In fact, average US mortgage rates climbed for the third straight week, pushing the 30-year fixed rate to its highest level in more than three months. The war with Iran unsettled global markets and reignited inflation fears, driving borrowing costs higher.
The benchmark 30-year fixed-rate mortgage averaged 6.22% as of March 19. That's up from 6.11% a week earlier and the highest level since late 2025, according to Freddie Mac’s Primary Mortgage Market Survey.
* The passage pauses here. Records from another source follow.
//! Atomic scatter-accumulate trait.

use crate::config::IndexingConfig;
use crate::error::Result;
use crate::runtime::Runtime;
use crate::tensor::Tensor;

/// Grid-parallel `x[indices[i], :] += y[i, :]` with atomic adds.
///
/// Duplicate indices are summed correctly in any execution order. The
/// operands must satisfy [`AtomicScatterPlan`](crate::kernel::AtomicScatterPlan):
/// rank-2 `x` and `y` of an atomic-capable float dtype, `y` broadcasting
/// along unit axes, and a vector of in-range integer indices.
pub trait AtomicScatterOps<R: Runtime> {
    /// Compute capability `(major, minor)` of the device
    ///
    /// `None` means the backend has no capability levels (host atomics).
    fn atomic_capability(&self) -> Option<(u32, u32)>;

    /// Scatter-accumulate `y` into the rows of `x` selected by `indices`
    ///
    /// # Errors
    /// Fallback-eligible errors (`UnsupportedDType`, `UnsupportedConfiguration`)
    /// when the operands do not fit the kernel; `Kernel` when a launch or,
    /// with `config.sync_after_launch`, its execution fails.
    fn scatter_add_atomic(
        &self,
        x: &Tensor<R>,
        y: &Tensor<R>,
        indices: &Tensor<R>,
        config: &IndexingConfig,
    ) -> Result<()>;
}
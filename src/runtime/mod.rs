//! Runtime backends
//!
//! This module defines the runtime traits and provides the CPU backend
//! (always available) and the CUDA backend (`cuda` feature).
//!
//! # Architecture
//!
//! ```text
//! Runtime (backend identity, memory primitives)
//! ├── Device (identifies a specific GPU/CPU)
//! └── Client (dispatches operations, owns stream/queue)
//!
//! ContextRegistry<R> (explicit init / teardown of clients per device)
//! ```
//!
//! Operations never look up a global context: callers obtain a client, from
//! a [`ContextRegistry`] or [`Runtime::create_client`], and pass it by
//! reference.

mod registry;
mod traits;

pub mod cpu;

#[cfg(feature = "cuda")]
pub mod cuda;

pub use registry::ContextRegistry;
pub use traits::{Device, Runtime, RuntimeClient};
//! Memory and device management for a backend

use crate::error::Result;

/// A backend: where buffers live and how bytes move in and out of them
///
/// Everything is static dispatch. Buffers are addressed by raw `u64` device
/// addresses so that any number of views can point into one allocation at
/// different offsets. Every allocation is zero-filled and its size is
/// rounded up to a whole 4-byte word, which the f16 atomic add relies on.
///
/// ```
/// use subtensor::prelude::*;
///
/// let device = CpuRuntime::open_device(0)?;
/// let ptr = CpuRuntime::allocate(6, &device)?;
/// CpuRuntime::copy_to_device(&[1, 2, 3, 4, 5, 6], ptr, &device)?;
/// let mut back = [0u8; 8];
/// CpuRuntime::copy_from_device(ptr, &mut back, &device)?;
/// assert_eq!(back, [1, 2, 3, 4, 5, 6, 0, 0]);
/// CpuRuntime::deallocate(ptr, 6, &device);
/// # Ok::<(), subtensor::error::Error>(())
/// ```
pub trait Runtime: Clone + Send + Sync + 'static {
    /// Device identifier type
    type Device: super::Device;

    /// Client for dispatching operations
    type Client: super::RuntimeClient<Self>;

    /// Human-readable name of this runtime
    fn name() -> &'static str;

    /// Open the device with the given ordinal
    fn open_device(index: usize) -> Result<Self::Device>;

    /// Create a client bound to a device
    fn create_client(device: &Self::Device) -> Result<Self::Client>;

    /// Allocate `size_bytes` of zero-filled device memory
    ///
    /// A zero-byte request returns address 0 without allocating.
    fn allocate(size_bytes: usize, device: &Self::Device) -> Result<u64>;

    /// Deallocate device memory
    fn deallocate(ptr: u64, size_bytes: usize, device: &Self::Device);

    /// Copy data from host to device
    fn copy_to_device(src: &[u8], dst: u64, device: &Self::Device) -> Result<()>;

    /// Copy data from device to host
    fn copy_from_device(src: u64, dst: &mut [u8], device: &Self::Device) -> Result<()>;

    /// Gather a strided view into a contiguous buffer
    ///
    /// This is how a view becomes an independent array. Negative strides
    /// walk backwards from `src_byte_offset`.
    ///
    /// # Parameters
    /// - `src_handle`: Source buffer pointer
    /// - `src_byte_offset`: Byte offset of the view's first element
    /// - `dst_handle`: Destination buffer pointer
    /// - `shape`: Shape of the view (empty for a scalar, which copies one element)
    /// - `strides`: Strides of the view (in elements, not bytes)
    /// - `elem_size`: Size of each element in bytes
    fn copy_strided(
        src_handle: u64,
        src_byte_offset: usize,
        dst_handle: u64,
        shape: &[usize],
        strides: &[isize],
        elem_size: usize,
        device: &Self::Device,
    ) -> Result<()>;
}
Average US mortgage rates climbed for the third straight week, pushing the 30-year fixed rate to its highest level in more than three months. The war with Iran unsettled global markets and reignited inflation fears, driving borrowing costs higher.https://t.co/ntfM6nQ8Xr
— Mortgage Professional America Magazine (@MPAMagazineUS) March 19, 2026
What it meant for housing finance
For brokers and lenders, Waller’s shift highlights that geopolitical shocks, from tariffs to regional wars, could whipsaw bond yields yet leave mortgage rates tethered to the same forces, such as inflation, jobs and Fed expectations.
That meant the path to lower borrowing costs still runs through a slower economy and cooler prices, not just headlines from the Strait of Hormuz.
Waller made clear he was not ruling out cuts – only delaying them until he saw whether oil‑driven inflation or labor‑market weakness would win the tug‑of‑war.